## DIRECTIONS
Where a line of the data holds the word "Whether", copy that line.

## Dataset entries

== Segment start ==

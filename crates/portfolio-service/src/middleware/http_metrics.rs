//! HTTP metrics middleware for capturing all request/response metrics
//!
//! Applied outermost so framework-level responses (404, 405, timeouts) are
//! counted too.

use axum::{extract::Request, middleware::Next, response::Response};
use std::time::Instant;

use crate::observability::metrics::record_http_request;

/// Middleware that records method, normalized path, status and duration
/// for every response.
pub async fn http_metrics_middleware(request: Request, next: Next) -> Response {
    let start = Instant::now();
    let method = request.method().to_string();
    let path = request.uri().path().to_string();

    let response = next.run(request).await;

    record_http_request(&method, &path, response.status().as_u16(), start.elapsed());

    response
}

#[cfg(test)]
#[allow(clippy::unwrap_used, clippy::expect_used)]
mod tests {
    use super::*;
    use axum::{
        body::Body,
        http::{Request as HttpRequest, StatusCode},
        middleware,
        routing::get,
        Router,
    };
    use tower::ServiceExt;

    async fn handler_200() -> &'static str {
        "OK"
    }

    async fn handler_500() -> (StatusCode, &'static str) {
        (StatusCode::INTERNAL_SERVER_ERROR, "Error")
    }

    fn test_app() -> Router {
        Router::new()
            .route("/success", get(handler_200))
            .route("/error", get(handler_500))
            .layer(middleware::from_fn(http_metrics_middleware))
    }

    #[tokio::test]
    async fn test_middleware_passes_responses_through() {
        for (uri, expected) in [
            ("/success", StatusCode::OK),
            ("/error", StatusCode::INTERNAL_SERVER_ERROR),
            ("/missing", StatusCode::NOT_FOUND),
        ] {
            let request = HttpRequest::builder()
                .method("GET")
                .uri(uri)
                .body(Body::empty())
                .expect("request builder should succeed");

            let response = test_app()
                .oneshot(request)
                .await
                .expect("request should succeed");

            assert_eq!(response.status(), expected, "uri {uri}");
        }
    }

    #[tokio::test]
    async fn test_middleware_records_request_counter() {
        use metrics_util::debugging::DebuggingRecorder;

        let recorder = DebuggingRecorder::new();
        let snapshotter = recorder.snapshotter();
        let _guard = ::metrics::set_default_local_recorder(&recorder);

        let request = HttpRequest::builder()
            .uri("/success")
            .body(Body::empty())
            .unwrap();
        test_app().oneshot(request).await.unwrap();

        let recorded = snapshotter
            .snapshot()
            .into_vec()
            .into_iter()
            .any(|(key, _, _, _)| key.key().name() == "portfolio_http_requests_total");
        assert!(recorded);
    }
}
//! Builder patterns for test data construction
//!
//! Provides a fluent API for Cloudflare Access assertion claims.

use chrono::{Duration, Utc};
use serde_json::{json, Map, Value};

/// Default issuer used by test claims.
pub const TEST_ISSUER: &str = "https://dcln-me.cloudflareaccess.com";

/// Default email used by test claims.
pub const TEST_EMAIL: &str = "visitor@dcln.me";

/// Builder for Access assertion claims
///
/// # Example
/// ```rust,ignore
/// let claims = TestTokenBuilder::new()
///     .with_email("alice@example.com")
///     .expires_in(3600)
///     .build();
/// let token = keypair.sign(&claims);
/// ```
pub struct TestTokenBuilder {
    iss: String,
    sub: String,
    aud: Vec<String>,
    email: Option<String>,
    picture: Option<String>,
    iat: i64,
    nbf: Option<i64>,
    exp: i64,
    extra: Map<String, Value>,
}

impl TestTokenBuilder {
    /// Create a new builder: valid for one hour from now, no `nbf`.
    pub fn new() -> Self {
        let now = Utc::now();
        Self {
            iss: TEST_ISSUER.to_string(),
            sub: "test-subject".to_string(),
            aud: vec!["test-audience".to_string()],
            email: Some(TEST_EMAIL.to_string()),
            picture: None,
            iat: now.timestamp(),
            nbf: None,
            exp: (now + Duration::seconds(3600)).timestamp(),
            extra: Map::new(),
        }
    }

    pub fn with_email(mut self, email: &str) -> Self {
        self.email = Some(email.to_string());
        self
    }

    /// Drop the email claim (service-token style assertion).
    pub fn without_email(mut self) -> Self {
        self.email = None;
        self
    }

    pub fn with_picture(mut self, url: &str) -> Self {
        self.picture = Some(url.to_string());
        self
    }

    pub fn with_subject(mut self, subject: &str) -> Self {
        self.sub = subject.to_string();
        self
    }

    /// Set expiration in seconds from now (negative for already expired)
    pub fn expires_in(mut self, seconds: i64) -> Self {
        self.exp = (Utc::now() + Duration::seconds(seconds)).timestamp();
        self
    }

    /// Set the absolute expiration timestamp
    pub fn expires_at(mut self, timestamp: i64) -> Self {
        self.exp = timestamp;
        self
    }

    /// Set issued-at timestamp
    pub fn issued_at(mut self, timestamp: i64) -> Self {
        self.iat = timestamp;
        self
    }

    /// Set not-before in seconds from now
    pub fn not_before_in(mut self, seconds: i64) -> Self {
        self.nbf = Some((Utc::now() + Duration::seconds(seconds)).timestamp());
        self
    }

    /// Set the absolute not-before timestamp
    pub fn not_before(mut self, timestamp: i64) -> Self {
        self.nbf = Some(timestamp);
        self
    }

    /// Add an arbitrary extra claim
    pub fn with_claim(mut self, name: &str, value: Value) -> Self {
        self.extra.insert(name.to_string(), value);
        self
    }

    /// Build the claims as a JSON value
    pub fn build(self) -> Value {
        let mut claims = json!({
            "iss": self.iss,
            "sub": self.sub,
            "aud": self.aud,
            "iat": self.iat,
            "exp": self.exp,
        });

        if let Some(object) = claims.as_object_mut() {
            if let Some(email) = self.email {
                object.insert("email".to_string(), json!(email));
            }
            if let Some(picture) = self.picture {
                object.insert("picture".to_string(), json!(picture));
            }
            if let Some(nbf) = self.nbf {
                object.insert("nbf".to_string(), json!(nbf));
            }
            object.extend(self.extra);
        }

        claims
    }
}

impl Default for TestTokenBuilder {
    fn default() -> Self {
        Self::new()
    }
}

== Segment end ==
== Segment start ==

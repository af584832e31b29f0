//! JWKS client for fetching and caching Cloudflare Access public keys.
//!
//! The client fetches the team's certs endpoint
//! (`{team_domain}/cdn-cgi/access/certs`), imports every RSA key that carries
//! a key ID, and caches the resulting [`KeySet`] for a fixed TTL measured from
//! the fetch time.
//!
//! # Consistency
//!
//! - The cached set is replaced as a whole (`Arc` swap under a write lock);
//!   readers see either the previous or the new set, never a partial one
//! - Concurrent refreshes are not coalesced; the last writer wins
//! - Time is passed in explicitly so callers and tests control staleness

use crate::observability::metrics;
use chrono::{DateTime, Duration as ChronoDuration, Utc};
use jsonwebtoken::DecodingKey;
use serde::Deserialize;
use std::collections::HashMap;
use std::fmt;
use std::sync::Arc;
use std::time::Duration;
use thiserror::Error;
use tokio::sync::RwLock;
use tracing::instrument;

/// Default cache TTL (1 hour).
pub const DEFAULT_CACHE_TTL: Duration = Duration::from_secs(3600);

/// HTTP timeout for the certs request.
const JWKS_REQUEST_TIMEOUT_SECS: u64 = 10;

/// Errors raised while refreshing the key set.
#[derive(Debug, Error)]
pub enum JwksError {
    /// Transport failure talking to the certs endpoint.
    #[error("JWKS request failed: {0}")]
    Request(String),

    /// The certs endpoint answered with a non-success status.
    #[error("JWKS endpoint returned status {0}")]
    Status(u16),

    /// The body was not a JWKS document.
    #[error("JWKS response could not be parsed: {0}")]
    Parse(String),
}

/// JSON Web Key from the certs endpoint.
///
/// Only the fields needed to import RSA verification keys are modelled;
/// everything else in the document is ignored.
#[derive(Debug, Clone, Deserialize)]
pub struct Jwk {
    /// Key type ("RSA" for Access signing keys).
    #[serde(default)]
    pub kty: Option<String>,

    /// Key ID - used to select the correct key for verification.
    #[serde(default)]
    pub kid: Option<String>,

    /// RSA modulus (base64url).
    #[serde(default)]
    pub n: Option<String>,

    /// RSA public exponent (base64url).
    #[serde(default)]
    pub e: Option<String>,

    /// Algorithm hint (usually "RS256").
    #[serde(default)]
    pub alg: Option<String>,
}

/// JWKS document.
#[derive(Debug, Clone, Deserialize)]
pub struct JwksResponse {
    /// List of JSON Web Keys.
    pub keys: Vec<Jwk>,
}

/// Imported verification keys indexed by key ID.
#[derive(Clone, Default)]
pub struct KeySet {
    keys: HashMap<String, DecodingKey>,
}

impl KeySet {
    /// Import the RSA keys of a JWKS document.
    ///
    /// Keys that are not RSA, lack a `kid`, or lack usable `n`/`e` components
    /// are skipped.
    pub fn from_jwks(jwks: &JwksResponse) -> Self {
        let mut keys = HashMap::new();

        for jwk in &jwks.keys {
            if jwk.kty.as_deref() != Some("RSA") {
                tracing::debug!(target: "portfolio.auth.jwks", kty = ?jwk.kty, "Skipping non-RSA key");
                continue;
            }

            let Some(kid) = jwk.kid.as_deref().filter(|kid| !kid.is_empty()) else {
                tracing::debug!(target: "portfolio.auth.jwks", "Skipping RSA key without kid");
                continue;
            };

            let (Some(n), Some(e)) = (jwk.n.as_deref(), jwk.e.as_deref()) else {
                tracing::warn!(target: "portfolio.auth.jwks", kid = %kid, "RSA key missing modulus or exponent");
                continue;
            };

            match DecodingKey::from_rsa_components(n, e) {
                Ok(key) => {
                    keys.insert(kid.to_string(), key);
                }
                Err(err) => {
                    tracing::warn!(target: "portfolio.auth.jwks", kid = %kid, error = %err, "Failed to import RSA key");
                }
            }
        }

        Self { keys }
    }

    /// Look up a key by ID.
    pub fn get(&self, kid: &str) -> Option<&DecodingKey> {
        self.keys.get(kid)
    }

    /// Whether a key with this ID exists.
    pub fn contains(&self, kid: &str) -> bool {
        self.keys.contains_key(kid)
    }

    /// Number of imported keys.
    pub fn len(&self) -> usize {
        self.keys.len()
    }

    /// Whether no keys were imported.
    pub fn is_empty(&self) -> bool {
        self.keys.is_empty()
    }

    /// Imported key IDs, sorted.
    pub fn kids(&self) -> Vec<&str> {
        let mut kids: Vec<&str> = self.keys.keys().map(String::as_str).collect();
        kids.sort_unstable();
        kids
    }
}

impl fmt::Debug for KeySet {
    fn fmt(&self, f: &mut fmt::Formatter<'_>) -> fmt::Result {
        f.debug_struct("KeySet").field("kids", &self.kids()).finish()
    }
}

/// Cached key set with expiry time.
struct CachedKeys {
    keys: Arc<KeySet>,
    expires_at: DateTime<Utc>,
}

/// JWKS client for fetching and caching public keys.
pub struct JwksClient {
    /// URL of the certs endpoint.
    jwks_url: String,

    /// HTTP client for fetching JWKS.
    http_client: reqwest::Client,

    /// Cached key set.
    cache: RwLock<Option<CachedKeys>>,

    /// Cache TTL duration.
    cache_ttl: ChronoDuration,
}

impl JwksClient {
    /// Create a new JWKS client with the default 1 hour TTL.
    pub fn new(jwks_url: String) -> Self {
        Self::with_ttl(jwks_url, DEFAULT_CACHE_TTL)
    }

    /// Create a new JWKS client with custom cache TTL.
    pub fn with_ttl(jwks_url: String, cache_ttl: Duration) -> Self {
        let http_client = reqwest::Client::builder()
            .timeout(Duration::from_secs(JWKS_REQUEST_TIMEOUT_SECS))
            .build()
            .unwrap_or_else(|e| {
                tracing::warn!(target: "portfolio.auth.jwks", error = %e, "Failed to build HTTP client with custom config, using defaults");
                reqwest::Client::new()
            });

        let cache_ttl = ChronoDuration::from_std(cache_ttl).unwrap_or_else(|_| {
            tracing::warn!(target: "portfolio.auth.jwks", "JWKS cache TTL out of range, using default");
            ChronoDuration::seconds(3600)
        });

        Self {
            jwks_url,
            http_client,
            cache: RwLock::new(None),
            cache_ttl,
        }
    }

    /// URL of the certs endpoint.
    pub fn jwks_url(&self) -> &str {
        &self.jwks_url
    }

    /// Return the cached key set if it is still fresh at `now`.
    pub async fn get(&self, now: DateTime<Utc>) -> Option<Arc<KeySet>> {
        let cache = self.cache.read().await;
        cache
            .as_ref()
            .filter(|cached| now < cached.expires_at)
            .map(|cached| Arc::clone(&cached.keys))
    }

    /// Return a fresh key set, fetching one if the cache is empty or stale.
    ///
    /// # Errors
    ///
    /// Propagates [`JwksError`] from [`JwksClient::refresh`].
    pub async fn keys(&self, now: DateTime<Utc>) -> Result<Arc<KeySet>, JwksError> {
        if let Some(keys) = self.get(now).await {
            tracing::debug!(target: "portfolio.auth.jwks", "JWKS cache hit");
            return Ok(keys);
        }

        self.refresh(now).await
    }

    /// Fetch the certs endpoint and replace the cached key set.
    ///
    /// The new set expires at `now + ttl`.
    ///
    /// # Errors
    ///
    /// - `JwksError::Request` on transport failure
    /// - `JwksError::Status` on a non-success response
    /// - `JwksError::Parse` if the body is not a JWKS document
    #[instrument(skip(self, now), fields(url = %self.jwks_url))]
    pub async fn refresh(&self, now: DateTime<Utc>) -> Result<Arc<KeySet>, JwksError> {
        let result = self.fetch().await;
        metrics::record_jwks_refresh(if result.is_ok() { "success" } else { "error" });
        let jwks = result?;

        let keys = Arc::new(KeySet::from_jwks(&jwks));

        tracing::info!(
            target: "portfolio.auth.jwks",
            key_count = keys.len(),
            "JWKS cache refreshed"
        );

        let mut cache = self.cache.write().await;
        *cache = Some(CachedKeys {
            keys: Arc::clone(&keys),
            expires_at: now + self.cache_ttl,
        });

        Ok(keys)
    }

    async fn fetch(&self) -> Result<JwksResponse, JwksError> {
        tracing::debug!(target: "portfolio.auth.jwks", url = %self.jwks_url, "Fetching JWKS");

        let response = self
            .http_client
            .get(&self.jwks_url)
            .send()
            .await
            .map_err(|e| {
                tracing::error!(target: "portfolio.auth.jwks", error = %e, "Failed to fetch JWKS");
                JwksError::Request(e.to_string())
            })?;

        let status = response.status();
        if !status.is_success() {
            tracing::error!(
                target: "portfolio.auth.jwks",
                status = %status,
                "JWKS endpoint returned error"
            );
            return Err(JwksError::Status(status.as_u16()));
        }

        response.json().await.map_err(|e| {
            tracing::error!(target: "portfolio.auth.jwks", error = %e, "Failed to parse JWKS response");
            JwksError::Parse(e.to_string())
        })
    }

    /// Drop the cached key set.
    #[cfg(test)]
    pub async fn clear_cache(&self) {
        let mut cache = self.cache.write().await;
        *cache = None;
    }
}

== Segment end ==

## RESULT
    /// Whether a key with this ID exists.
    /// Whether no keys were imported.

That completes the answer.